15 or 20 years ago I went back to Northern Wisconsin for a family gathering. While I was there I made copies of a stack of papers that represented the research my Aunt had conducted on the Norwegian branch of our family. I stuffed the copies into an envelope and filed them away when I got back home.

About 10 years ago I got the itch again and started to get more organized. I bought my first Genealogy software package and started to organize my information, starting with that stack of papers I got from my Aunt.

There have been many wonderful discoveries since then, but one mystery has always been lurking in the background… one of those “dark stories” buried in my Aunts papers was about my Uncle (her brother) who had a son in 1936 in a marriage that dissolved almost immediately. Communications between my family and the mother & son quickly ceased.

Family History Form
Family history form obtained from Laura Marie Hanson [Evans]
That stub on the family tree has been one of those on again, off again areas of interest. I’ve chipped away at it now and then, but I have always been dismayed by the scarcity of information and the increasingly long odds of ever being able to bridge the gap of 60+ years.

On New Years day 2008 I was talking to my sister (who lives with my mother in Florida) and she brought up our long lost cousin again. My mother had a vague memory about their having moved “up East” following the divorce. My sister had been Googling and was convinced that she had found our cousin living in Massachusetts.

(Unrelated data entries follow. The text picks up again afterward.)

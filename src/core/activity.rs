//! # Bus activity indicator.
//!
//! Mirrors bus traffic on the status LED and prints clock statistics once per
//! cycle. Runs on its own task, concurrently with the supervisory task, and
//! never touches the node.
//!
//! ```text
//! loop {
//!   repeat samples_per_cycle times:
//!     indicator.set(transport.had_activity())
//!     sleep(sample_period)
//!   log clock reading + publish ClockReport
//! }
//! ```

use std::convert::Infallible;
use std::sync::Arc;
use std::time::Duration;

use tokio::time;

use crate::{
    core::config::Config,
    events::{Bus, Event, EventKind},
    hal::{CanTransport, ClockReading, Indicator, PlatformClock},
};

/// Heartbeat driver for the status indicator.
pub struct ActivityIndicator {
    transport: Arc<dyn CanTransport>,
    clock: Arc<dyn PlatformClock>,
    indicator: Arc<dyn Indicator>,
    bus: Bus,
    sample_period: Duration,
    samples_per_cycle: u32,
    cycle: u32,
}

impl ActivityIndicator {
    pub fn new(
        transport: Arc<dyn CanTransport>,
        clock: Arc<dyn PlatformClock>,
        indicator: Arc<dyn Indicator>,
        bus: Bus,
        cfg: &Config,
    ) -> Self {
        Self {
            transport,
            clock,
            indicator,
            bus,
            sample_period: cfg.sample_period,
            samples_per_cycle: cfg.samples_per_cycle,
            cycle: 0,
        }
    }

    /// Runs cycles forever.
    pub async fn run(mut self) -> Infallible {
        loop {
            self.run_cycle().await;
        }
    }

    /// One full sampling cycle followed by one clock report.
    pub async fn run_cycle(&mut self) -> ClockReading {
        for _ in 0..self.samples_per_cycle {
            self.indicator.set(self.transport.had_activity());
            time::sleep(self.sample_period).await;
        }

        self.cycle = self.cycle.wrapping_add(1);
        let reading = self.clock.read();
        tracing::info!(
            utc_sec = reading.utc_secs(),
            abs_correction_usec = reading.prev_adjustment_usec,
            speed_correction_ppm = reading.speed_correction_ppm,
            jumps = reading.jump_count,
            "clock"
        );
        self.bus.publish(
            Event::new(EventKind::ClockReport)
                .with_attempt(self.cycle)
                .with_clock(reading),
        );
        reading
    }
}

#[cfg(test)]
mod tests {
    use super::*;
    use crate::sim::{SimCanDriver, SimClock, SimIndicator};

    fn indicator_for(
        can: &Arc<SimCanDriver>,
        led: &Arc<SimIndicator>,
        bus: &Bus,
    ) -> ActivityIndicator {
        ActivityIndicator::new(
            can.clone(),
            Arc::new(SimClock::new()),
            led.clone(),
            bus.clone(),
            &Config::default(),
        )
    }

    #[tokio::test(start_paused = true)]
    async fn one_clock_report_per_cycle() {
        let bus = Bus::new(16);
        let mut rx = bus.subscribe();
        let can = SimCanDriver::init(1_000_000, 2).expect("valid bitrate");
        let led = Arc::new(SimIndicator::new());
        let mut activity = indicator_for(&can, &led, &bus);

        let start = time::Instant::now();
        activity.run_cycle().await;
        assert_eq!(start.elapsed(), Duration::from_secs(5));
        assert_eq!(led.writes().len(), 200);

        let ev = rx.try_recv().expect("clock report");
        assert_eq!(ev.kind, EventKind::ClockReport);
        assert_eq!(ev.attempt, Some(1));
        assert!(rx.try_recv().is_err());
    }

    #[tokio::test(start_paused = true)]
    async fn reflects_activity_within_one_sample() {
        let bus = Bus::new(16);
        let can = SimCanDriver::init(1_000_000, 2).expect("valid bitrate");
        let led = Arc::new(SimIndicator::new());
        let activity = indicator_for(&can, &led, &bus);
        let task = tokio::spawn(activity.run());

        // Offset from the 25ms sampling grid so wakeups never tie.
        time::sleep(Duration::from_millis(110)).await;
        assert!(!led.is_on());

        can.record_frame();
        time::sleep(Duration::from_millis(25)).await;
        assert!(led.is_on());

        time::sleep(Duration::from_millis(25)).await;
        assert!(!led.is_on());

        task.abort();
    }
}
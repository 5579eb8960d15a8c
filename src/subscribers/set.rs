//! # SubscriberSet: non-blocking fan-out over multiple subscribers
//!
//! ## What it guarantees
//! - `emit(&Event)` returns immediately.
//! - Per-subscriber FIFO (queue order).
//! - Panics inside subscribers are caught and published as `SubscriberPanicked`.
//!
//! ## What it does **not** guarantee
//! - No global ordering across different subscribers.
//! - No retries on per-subscriber queue overflow (events are dropped for that
//!   subscriber).
//!
//! ## Diagram
//! ```text
//!    emit(&Event)
//!        │                        (Arc-clone per subscriber)
//!        ├────────────────► [queue S1] ─► worker S1 ─► on_event()
//!        ├────────────────► [queue S2] ─► worker S2 ─► on_event()
//!        └────────────────► [queue SN] ─► worker SN ─► on_event()
//! ```

use std::sync::Arc;

use futures::FutureExt;
use tokio::{sync::mpsc, task::JoinHandle};

use crate::events::{Bus, Event, EventKind};

use super::Subscribe;

/// Per-subscriber channel with metadata
struct SubscriberChannel {
    name: &'static str,
    sender: mpsc::Sender<Arc<Event>>,
}

/// Composite fan-out with per-subscriber bounded queues and worker tasks.
pub struct SubscriberSet {
    channels: Vec<SubscriberChannel>,
    workers: Vec<JoinHandle<()>>,
    bus: Bus,
}

impl SubscriberSet {
    /// Creates a new set and spawns one worker per subscriber.
    ///
    /// Must be called within a Tokio runtime.
    #[must_use]
    pub fn new(subs: Vec<Arc<dyn Subscribe>>, bus: Bus) -> Self {
        let mut channels = Vec::with_capacity(subs.len());
        let mut workers = Vec::with_capacity(subs.len());

        for sub in subs {
            let cap = sub.queue_capacity().max(1);
            let name = sub.name();
            let (tx, mut rx) = mpsc::channel::<Arc<Event>>(cap);
            let worker_bus = bus.clone();

            let handle = tokio::spawn(async move {
                while let Some(ev) = rx.recv().await {
                    let fut = sub.on_event(ev.as_ref());
                    if let Err(panic_err) = std::panic::AssertUnwindSafe(fut).catch_unwind().await {
                        let info = panic_message(panic_err.as_ref());
                        tracing::error!(subscriber = name, info = %info, "subscriber panicked");
                        worker_bus.publish(Event::subscriber_panicked(name, info));
                    }
                }
            });

            channels.push(SubscriberChannel { name, sender: tx });
            workers.push(handle);
        }

        Self {
            channels,
            workers,
            bus,
        }
    }

    /// Fan-out one event to all subscribers (non-blocking).
    ///
    /// If a subscriber's queue is **full** or **closed**, the event is dropped for it.
    /// An overflow event is published unless the dropped event was itself an overflow.
    pub fn emit(&self, event: &Event) {
        let ev = Arc::new(event.clone());
        for channel in &self.channels {
            let reason = match channel.sender.try_send(Arc::clone(&ev)) {
                Ok(()) => continue,
                Err(mpsc::error::TrySendError::Full(_)) => "full",
                Err(mpsc::error::TrySendError::Closed(_)) => "closed",
            };
            tracing::warn!(subscriber = channel.name, reason, "subscriber dropped event");
            if event.kind != EventKind::SubscriberOverflow {
                self.bus
                    .publish(Event::subscriber_overflow(channel.name, reason));
            }
        }
    }

    /// Close all queues and await worker completion.
    pub async fn shutdown(self) {
        drop(self.channels);
        for h in self.workers {
            let _ = h.await;
        }
    }

    /// True if there are no subscribers.
    #[must_use]
    pub fn is_empty(&self) -> bool {
        self.channels.is_empty()
    }

    /// Number of subscribers.
    #[must_use]
    pub fn len(&self) -> usize {
        self.channels.len()
    }
}

fn panic_message(payload: &(dyn std::any::Any + Send)) -> String {
    if let Some(s) = payload.downcast_ref::<&str>() {
        (*s).to_string()
    } else if let Some(s) = payload.downcast_ref::<String>() {
        s.clone()
    } else {
        "unknown panic".to_string()
    }
}

#[cfg(test)]
mod tests {
    use super::*;
    use async_trait::async_trait;
    use std::sync::atomic::{AtomicUsize, Ordering};
    use std::time::Duration;

    struct Counter(AtomicUsize);

    #[async_trait]
    impl Subscribe for Counter {
        async fn on_event(&self, _ev: &Event) {
            self.0.fetch_add(1, Ordering::SeqCst);
        }

        fn name(&self) -> &'static str {
            "counter"
        }
    }

    struct Exploder;

    #[async_trait]
    impl Subscribe for Exploder {
        async fn on_event(&self, _ev: &Event) {
            panic!("boom");
        }

        fn name(&self) -> &'static str {
            "exploder"
        }
    }

    #[tokio::test]
    async fn delivers_to_every_subscriber() {
        let bus = Bus::new(16);
        let a = Arc::new(Counter(AtomicUsize::new(0)));
        let b = Arc::new(Counter(AtomicUsize::new(0)));
        let set = SubscriberSet::new(vec![a.clone(), b.clone()], bus);
        assert_eq!(set.len(), 2);

        set.emit(&Event::new(EventKind::StartAttempt));
        set.emit(&Event::new(EventKind::BringUpComplete));
        set.shutdown().await;

        assert_eq!(a.0.load(Ordering::SeqCst), 2);
        assert_eq!(b.0.load(Ordering::SeqCst), 2);
    }

    #[tokio::test]
    async fn panic_is_isolated_and_published() {
        let bus = Bus::new(16);
        let mut rx = bus.subscribe();
        let counter = Arc::new(Counter(AtomicUsize::new(0)));
        let set = SubscriberSet::new(vec![Arc::new(Exploder), counter.clone()], bus);

        set.emit(&Event::new(EventKind::HealthReport));
        set.emit(&Event::new(EventKind::HealthReport));

        let ev = tokio::time::timeout(Duration::from_secs(1), rx.recv())
            .await
            .expect("panic reported")
            .expect("bus open");
        assert_eq!(ev.kind, EventKind::SubscriberPanicked);
        assert!(ev.reason.as_deref().is_some_and(|r| r.contains("boom")));

        set.shutdown().await;
        assert_eq!(counter.0.load(Ordering::SeqCst), 2);
    }
}
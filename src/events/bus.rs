//! # Event bus for broadcasting lifecycle events.
//!
//! [`Bus`] is a thin wrapper around [`tokio::sync::broadcast`] that provides
//! non-blocking publishing from both runtime tasks.
//!
//! ```text
//! Publishers:                              Subscriber (one):
//!   supervisory task ──┐
//!   activity task    ──┼──► Bus ──► subscriber_listener ──► SubscriberSet
//!   fatal halt       ──┘  (broadcast)    (in Supervisor)
//! ```
//!
//! ## Rules
//! - **Non-blocking publish**: `publish()` never blocks and never fails.
//! - **Bounded capacity**: slow receivers get `RecvError::Lagged(n)` and skip `n` events.
//! - **No persistence**: events are lost if nobody is subscribed at send time.

use tokio::sync::broadcast;

use super::event::Event;

/// Broadcast channel for lifecycle events.
///
/// Cheap to clone; every clone publishes into the same channel.
#[derive(Clone, Debug)]
pub struct Bus {
    tx: broadcast::Sender<Event>,
}

impl Bus {
    /// Creates a new bus with the given channel capacity (minimum 1).
    pub fn new(capacity: usize) -> Self {
        let capacity = capacity.max(1);
        let (tx, _rx) = broadcast::channel::<Event>(capacity);
        Self { tx }
    }

    /// Publishes an event to all active receivers.
    ///
    /// If there are no receivers the event is dropped.
    pub fn publish(&self, ev: Event) {
        let _ = self.tx.send(ev);
    }

    /// Creates a receiver that observes events sent after this call.
    pub fn subscribe(&self) -> broadcast::Receiver<Event> {
        self.tx.subscribe()
    }
}

#[cfg(test)]
mod tests {
    use super::*;
    use crate::events::EventKind;

    #[tokio::test]
    async fn receiver_sees_events_after_subscribe() {
        let bus = Bus::new(8);
        bus.publish(Event::new(EventKind::StartAttempt));

        let mut rx = bus.subscribe();
        bus.publish(Event::new(EventKind::BringUpComplete));

        let ev = rx.recv().await.expect("event delivered");
        assert_eq!(ev.kind, EventKind::BringUpComplete);
        assert!(rx.try_recv().is_err());
    }

    #[test]
    fn zero_capacity_is_clamped() {
        let bus = Bus::new(0);
        let mut rx = bus.subscribe();
        bus.publish(Event::new(EventKind::Halted));
        assert!(rx.try_recv().is_ok());
    }
}
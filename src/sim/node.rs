//! Simulated protocol node.
//!
//! [`SimNode`] is the collaborator handed to the supervisor. [`SimNodeHandle`]
//! shares its state so a test or the demo binary can script results and
//! inspect calls while the supervisor owns the node.

use std::collections::{BTreeSet, VecDeque};
use std::sync::Arc;
use std::time::Duration;

use async_trait::async_trait;
use parking_lot::Mutex;

use crate::error::ErrorCode;
use crate::hal::{
    AllocatorUsage, CompatibilityOutcome, LogLevel, NodeHealth, NodeId, ProtocolNode,
};

/// Allocator block size in bytes.
pub const BLOCK_SIZE: usize = 64;

/// Blocks taken by the one-time setup performed on the first successful start.
const SETUP_BLOCKS: usize = 12;

/// Scripted outcome of one `spin()` call.
#[derive(Clone, Copy, Debug, PartialEq, Eq)]
pub enum SpinStep {
    /// Dispatch for the full timeout, then succeed.
    Ok,
    /// Return the code immediately.
    Fail(ErrorCode),
    /// Never return.
    Hang,
}

struct Inner {
    start_script: VecDeque<Result<(), ErrorCode>>,
    compat_script: VecDeque<Result<CompatibilityOutcome, ErrorCode>>,
    spin_script: VecDeque<SpinStep>,
    /// Identities held by other participants on the bus.
    peers: BTreeSet<NodeId>,

    started: bool,
    start_calls: u32,
    setup_runs: u32,
    compat_checks: u32,
    spin_calls: u64,

    health: NodeHealth,
    log_level: LogLevel,
    info_logs: Vec<(String, String)>,

    total_blocks: usize,
    used_blocks: usize,
}

/// Shared view of a [`SimNode`]'s scripts and counters.
#[derive(Clone)]
pub struct SimNodeHandle {
    inner: Arc<Mutex<Inner>>,
}

impl SimNodeHandle {
    /// Queues results for upcoming `start()` calls that reach the engine.
    pub fn script_start(&self, results: impl IntoIterator<Item = Result<(), ErrorCode>>) {
        self.inner.lock().start_script.extend(results);
    }

    /// Queues results for upcoming compatibility checks.
    pub fn script_compat(
        &self,
        results: impl IntoIterator<Item = Result<CompatibilityOutcome, ErrorCode>>,
    ) {
        self.inner.lock().compat_script.extend(results);
    }

    pub fn script_spin(&self, steps: impl IntoIterator<Item = SpinStep>) {
        self.inner.lock().spin_script.extend(steps);
    }

    /// Puts a participant with identity `id` on the simulated bus.
    pub fn add_peer(&self, id: NodeId) {
        self.inner.lock().peers.insert(id);
    }

    pub fn remove_peer(&self, id: NodeId) {
        self.inner.lock().peers.remove(&id);
    }

    pub fn start_calls(&self) -> u32 {
        self.inner.lock().start_calls
    }

    /// How many times the one-time setup ran.
    pub fn setup_runs(&self) -> u32 {
        self.inner.lock().setup_runs
    }

    pub fn compat_checks(&self) -> u32 {
        self.inner.lock().compat_checks
    }

    pub fn spin_calls(&self) -> u64 {
        self.inner.lock().spin_calls
    }

    pub fn is_started(&self) -> bool {
        self.inner.lock().started
    }

    pub fn health(&self) -> NodeHealth {
        self.inner.lock().health
    }

    pub fn log_level(&self) -> LogLevel {
        self.inner.lock().log_level
    }

    /// `(source, message)` pairs accepted by the on-bus logger.
    pub fn info_logs(&self) -> Vec<(String, String)> {
        self.inner.lock().info_logs.clone()
    }
}

/// Protocol node backed by scripts and a block allocator model.
pub struct SimNode {
    id: NodeId,
    name: String,
    handle: SimNodeHandle,
}

impl SimNode {
    /// Creates an unstarted node whose allocator holds `pool_bytes`.
    pub fn new(pool_bytes: usize) -> Self {
        let inner = Inner {
            start_script: VecDeque::new(),
            compat_script: VecDeque::new(),
            spin_script: VecDeque::new(),
            peers: BTreeSet::new(),
            started: false,
            start_calls: 0,
            setup_runs: 0,
            compat_checks: 0,
            spin_calls: 0,
            health: NodeHealth::Initializing,
            log_level: LogLevel::default(),
            info_logs: Vec::new(),
            total_blocks: pool_bytes / BLOCK_SIZE,
            used_blocks: 0,
        };
        Self {
            id: NodeId::UNSET,
            name: String::new(),
            handle: SimNodeHandle {
                inner: Arc::new(Mutex::new(inner)),
            },
        }
    }

    pub fn handle(&self) -> SimNodeHandle {
        self.handle.clone()
    }
}

#[async_trait]
impl ProtocolNode for SimNode {
    fn node_id(&self) -> NodeId {
        self.id
    }

    fn set_node_id(&mut self, id: NodeId) {
        self.id = id;
    }

    fn name(&self) -> &str {
        &self.name
    }

    fn set_name(&mut self, name: &str) {
        self.name = name.to_owned();
    }

    async fn start(&mut self) -> Result<(), ErrorCode> {
        let mut g = self.handle.inner.lock();
        g.start_calls += 1;
        if g.started {
            return Ok(());
        }
        if let Some(Err(code)) = g.start_script.pop_front() {
            return Err(code);
        }
        if g.total_blocks < SETUP_BLOCKS {
            return Err(ErrorCode::MEMORY);
        }
        g.used_blocks += SETUP_BLOCKS;
        g.setup_runs += 1;
        g.started = true;
        Ok(())
    }

    async fn check_network_compatibility(&mut self) -> Result<CompatibilityOutcome, ErrorCode> {
        let mut g = self.handle.inner.lock();
        g.compat_checks += 1;
        if !g.started {
            return Err(ErrorCode::NOT_INITED);
        }
        if let Some(scripted) = g.compat_script.pop_front() {
            return scripted;
        }
        if g.peers.contains(&self.id) {
            return Ok(CompatibilityOutcome::conflict(self.id));
        }
        Ok(CompatibilityOutcome::compatible())
    }

    async fn spin(&mut self, timeout: Duration) -> Result<(), ErrorCode> {
        let step = {
            let mut g = self.handle.inner.lock();
            g.spin_calls += 1;
            if !g.started {
                return Err(ErrorCode::NOT_INITED);
            }
            g.spin_script.pop_front().unwrap_or(SpinStep::Ok)
        };
        match step {
            SpinStep::Ok => {
                tokio::time::sleep(timeout).await;
                Ok(())
            }
            SpinStep::Fail(code) => Err(code),
            SpinStep::Hang => {
                std::future::pending::<()>().await;
                Ok(())
            }
        }
    }

    fn health(&self) -> NodeHealth {
        self.handle.health()
    }

    fn set_status_ok(&mut self) {
        self.handle.inner.lock().health = NodeHealth::Ok;
    }

    fn set_log_level(&mut self, level: LogLevel) {
        self.handle.inner.lock().log_level = level;
    }

    fn log_info(&mut self, source: &str, message: &str) {
        let mut g = self.handle.inner.lock();
        if g.log_level > LogLevel::Info {
            return;
        }
        tracing::debug!(node_id = self.id.get(), source, message, "on-bus log");
        g.info_logs.push((source.to_owned(), message.to_owned()));
    }

    fn allocator_usage(&self) -> AllocatorUsage {
        let g = self.handle.inner.lock();
        AllocatorUsage {
            used_blocks: g.used_blocks,
            free_blocks: g.total_blocks - g.used_blocks,
        }
    }
}

#[cfg(test)]
mod tests {
    use super::*;

    #[tokio::test]
    async fn start_is_idempotent() {
        let mut node = SimNode::new(16384);
        let handle = node.handle();

        assert_eq!(node.start().await, Ok(()));
        assert_eq!(node.start().await, Ok(()));

        assert_eq!(handle.start_calls(), 2);
        assert_eq!(handle.setup_runs(), 1);
        assert_eq!(
            node.allocator_usage(),
            AllocatorUsage {
                used_blocks: SETUP_BLOCKS,
                free_blocks: 256 - SETUP_BLOCKS
            }
        );
    }

    #[tokio::test]
    async fn tiny_pool_fails_start() {
        let mut node = SimNode::new(BLOCK_SIZE);
        assert_eq!(node.start().await, Err(ErrorCode::MEMORY));
        assert!(!node.handle().is_started());
    }

    #[tokio::test]
    async fn peer_with_same_identity_conflicts() {
        let mut node = SimNode::new(4096);
        node.set_node_id(NodeId::new(42));
        let handle = node.handle();

        assert_eq!(
            node.check_network_compatibility().await,
            Err(ErrorCode::NOT_INITED)
        );

        node.start().await.expect("starts");
        handle.add_peer(NodeId::new(42));
        assert_eq!(
            node.check_network_compatibility().await,
            Ok(CompatibilityOutcome::conflict(NodeId::new(42)))
        );

        handle.remove_peer(NodeId::new(42));
        assert!(node
            .check_network_compatibility()
            .await
            .expect("check runs")
            .is_ok());
    }

    #[tokio::test]
    async fn on_bus_logger_respects_level() {
        let mut node = SimNode::new(4096);
        node.log_info("app", "dropped");
        node.set_log_level(LogLevel::Info);
        node.log_info("app", "kept");
        assert_eq!(
            node.handle().info_logs(),
            vec![("app".to_owned(), "kept".to_owned())]
        );
    }
}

You probably don’t know my sister, so let me introduce her to you. She swears she can see the ghost of our father and her first husband walking around her house, and claims personal responsibility for diverting a recent hurricane by sprinkling tobacco around the tree in her back yard, so you can probably understand why my first impulse was to tell her how improbable it was that this was really our cousin. But, the few facts that her search revealed were compelling so I threw caution to the wind and called him anyway. Nobody answered, so I left a message.

The next day my wife called me at work and said that somebody had called and left a message for me. When I called our voice mail system and listened to the voice I had no doubt: he sounded exactly like the cousin I have known all my life, his step-brother.

I called him back and confirmed the facts… he really is my cousin, and he has had absolutely no contact with his fathers family since his birth (he will be 72 years old on January 30). At this point in time it’s a little hard to tell who is more shocked by this turn of events.

He does not have a PC or do email, so this is all transpiring by phone calls and US mail (and back-channel emails between my sister and cousins), but from what I can tell we are all thrilled. We hope to entice him to travel to Wisconsin for a birthday celebration/family reunion we already had planned for June.

My sister is like, duh, why didn’t you just Google him years ago? I cannot convince her how improbably impossible this all is.

For those of us dealing with the real world of genealogy, I hope that this story reinforces the importance of always gathering (and documenting) all sources of information. But even more importantly I hope that this convinces us all to never give up… You never know when a series of facts are going to lead to that next great break-through.